Even as a kid, Hoffman knew he wanted to play his uncle’s old position. “I’ve always wanted to be a shortstop,” he says. “I kept playing infield, enjoyed it, being able to get my uniform dirty and dive.” He watched his dad’s teammates play short and second base, soaking up their mechanics, their footwork, their arm action, how they turned double plays. Meanwhile, he watched his father—a bullpen leader famous for entering games in late innings to AC/DC’s “Hells Bells”—lead by example with his work ethic. “[He’d be] showing guys, ‘Hey, we’re getting up early, going to work out, going to run,” he recalls.
Trevor Hoffman pitched for the Padres from 1993 to 2008, then ended his career with two seasons in Milwaukee. His older brother, Glenn, has been the Padres’ third base coach since 2006. While in high school, Quinn spent a couple of weekends a year with his uncle at the Padres’ spring training in Peoria, Arizona, shagging fly balls during batting practice and taking part in infield drills. “He gave me a couple tips here and there: try to stay underneath the ball, be quick with your feet, let your hands do the work,” Hoffman recalls.
He was a standout as the shortstop at Cathedral Catholic High School in San Diego. His senior year, he was team captain and most valuable player. With younger brother Wyatt starting next to him at second base, the team won the California Interscholastic Federation’s San Diego Section Championship, the top accomplishment for a high-school team in the metro area. The Padres picked him in the thirty-sixth round of the 2016 draft (a move the San Diego Union-Tribune described as a “courtesy” to his father). “As a kid you dream of getting drafted by a pro team,” he says. “It was surreal. I was in shock. I was also committed to Harvard, so I couldn’t go wrong with my decision.”

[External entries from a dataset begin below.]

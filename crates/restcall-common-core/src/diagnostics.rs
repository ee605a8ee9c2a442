//! Diagnostic logs attached to requests, responses and clients.
//!
//! A [`Log`] is plain data: one optional captured [`Fault`] plus ordered
//! error, warning and information messages. Callers inspect
//! [`Log::has_errors`] after a transaction instead of handling transport
//! errors themselves.

use serde::{Deserialize, Serialize};

/// Delimiter used when joining a category into one string.
pub const DEFAULT_DELIMITER: &str = "  ";

/// Kind of a captured fault.
#[derive(Debug, Clone, Copy, PartialEq, Eq, Serialize, Deserialize)]
#[serde(rename_all = "snake_case")]
pub enum FaultKind {
    /// The connection could not be established or was dropped.
    Connect,
    /// The transport gave up waiting for the server.
    Timeout,
    /// The server answered with an error status.
    Status,
    /// The call was cancelled while in flight.
    Aborted,
    /// The exchange violated the protocol (bad headers, unreadable body).
    Protocol,
    /// A payload could not be serialized or deserialized.
    Serialization,
}

/// A fault recorded into a [`Log`] without being raised.
#[derive(Debug, Clone, PartialEq, Eq, Serialize, Deserialize, thiserror::Error)]
#[error("{message}")]
pub struct Fault {
    kind: FaultKind,
    message: String,
    status: Option<u16>,
}

impl Fault {
    /// Create a new fault.
    pub fn new(kind: FaultKind, message: impl Into<String>) -> Self {
        Self {
            kind,
            message: message.into(),
            status: None,
        }
    }

    /// Attach the HTTP status the fault was raised for.
    pub fn with_status(mut self, status: u16) -> Self {
        self.status = Some(status);
        self
    }

    /// Fault kind.
    pub fn kind(&self) -> FaultKind {
        self.kind
    }

    /// Human readable message.
    pub fn message(&self) -> &str {
        &self.message
    }

    /// HTTP status carried by the fault, if any.
    pub fn status(&self) -> Option<u16> {
        self.status
    }
}

/// Message category of a [`Log`].
#[derive(Debug, Clone, Copy, PartialEq, Eq)]
pub enum Category {
    Errors,
    Warnings,
    Information,
}

/// Accumulator of errors, warnings, information and one captured fault.
#[derive(Debug, Clone, PartialEq, Eq, Serialize, Deserialize)]
pub struct Log {
    delimiter: String,
    fault: Option<Fault>,
    errors: Vec<String>,
    warnings: Vec<String>,
    information: Vec<String>,
}

impl Log {
    /// Create an empty log.
    pub fn new() -> Self {
        Self {
            delimiter: DEFAULT_DELIMITER.to_string(),
            fault: None,
            errors: Vec::new(),
            warnings: Vec::new(),
            information: Vec::new(),
        }
    }

    /// Record an error message. Blank text is ignored.
    pub fn record_error(&mut self, text: impl AsRef<str>) {
        push_non_blank(&mut self.errors, text.as_ref());
    }

    /// Record a warning message. Blank text is ignored.
    pub fn record_warning(&mut self, text: impl AsRef<str>) {
        push_non_blank(&mut self.warnings, text.as_ref());
    }

    /// Record an information message. Blank text is ignored.
    pub fn record_information(&mut self, text: impl AsRef<str>) {
        push_non_blank(&mut self.information, text.as_ref());
    }

    /// Capture a fault. A log holds at most one; the latest wins.
    pub fn capture_fault(&mut self, fault: impl Into<Fault>) {
        self.fault = Some(fault.into());
    }

    /// True when a fault was captured or at least one error was recorded.
    pub fn has_errors(&self) -> bool {
        self.fault.is_some() || !self.errors.is_empty()
    }

    /// The captured fault.
    pub fn fault(&self) -> Option<&Fault> {
        self.fault.as_ref()
    }

    /// Recorded errors, oldest first.
    pub fn error_entries(&self) -> &[String] {
        &self.errors
    }

    /// Recorded warnings, oldest first.
    pub fn warning_entries(&self) -> &[String] {
        &self.warnings
    }

    /// Recorded information, oldest first.
    pub fn information_entries(&self) -> &[String] {
        &self.information
    }

    /// Current join delimiter.
    pub fn delimiter(&self) -> &str {
        &self.delimiter
    }

    /// Override the join delimiter. An empty delimiter restores the default.
    pub fn set_delimiter(&mut self, delimiter: impl Into<String>) {
        let delimiter = delimiter.into();
        self.delimiter = if delimiter.is_empty() {
            DEFAULT_DELIMITER.to_string()
        } else {
            delimiter
        };
    }

    /// All errors joined with the log delimiter.
    pub fn errors(&self) -> String {
        self.joined_with(Category::Errors, &self.delimiter)
    }

    /// All warnings joined with the log delimiter.
    pub fn warnings(&self) -> String {
        self.joined_with(Category::Warnings, &self.delimiter)
    }

    /// All information joined with the log delimiter.
    pub fn information(&self) -> String {
        self.joined_with(Category::Information, &self.delimiter)
    }

    /// Join one category with an explicit delimiter.
    pub fn joined_with(&self, category: Category, delimiter: &str) -> String {
        let entries = match category {
            Category::Errors => &self.errors,
            Category::Warnings => &self.warnings,
            Category::Information => &self.information,
        };
        entries.join(delimiter)
    }

    /// Append the entries of `other`. A fault in `other` replaces ours.
    pub fn merge_from(&mut self, other: &Log) {
        self.errors.extend(other.errors.iter().cloned());
        self.warnings.extend(other.warnings.iter().cloned());
        self.information.extend(other.information.iter().cloned());
        if let Some(fault) = &other.fault {
            self.fault = Some(fault.clone());
        }
    }

    /// True when nothing at all has been recorded.
    pub fn is_empty(&self) -> bool {
        self.fault.is_none()
            && self.errors.is_empty()
            && self.warnings.is_empty()
            && self.information.is_empty()
    }
}

impl Default for Log {
    fn default() -> Self {
        Self::new()
    }
}

fn push_non_blank(entries: &mut Vec<String>, text: &str) {
    if !text.trim().is_empty() {
        entries.push(text.to_string());
    }
}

The sophomore sociology major wants to follow his dad and uncle into professional baseball, either on the field or off. “If I’m not able to play,” he says, “I’d like to do something that involves baseball, inside the game.”
Meanwhile, he’s been recovering from off-season shoulder surgery, undergoing twice-weekly physical therapy. As of press time, he was hoping to return to the Crimson lineup sometime this spring. When he does, he’ll likely become the starting shortstop. “As soon as he’s healthy, we become a better ball club,” says Decker.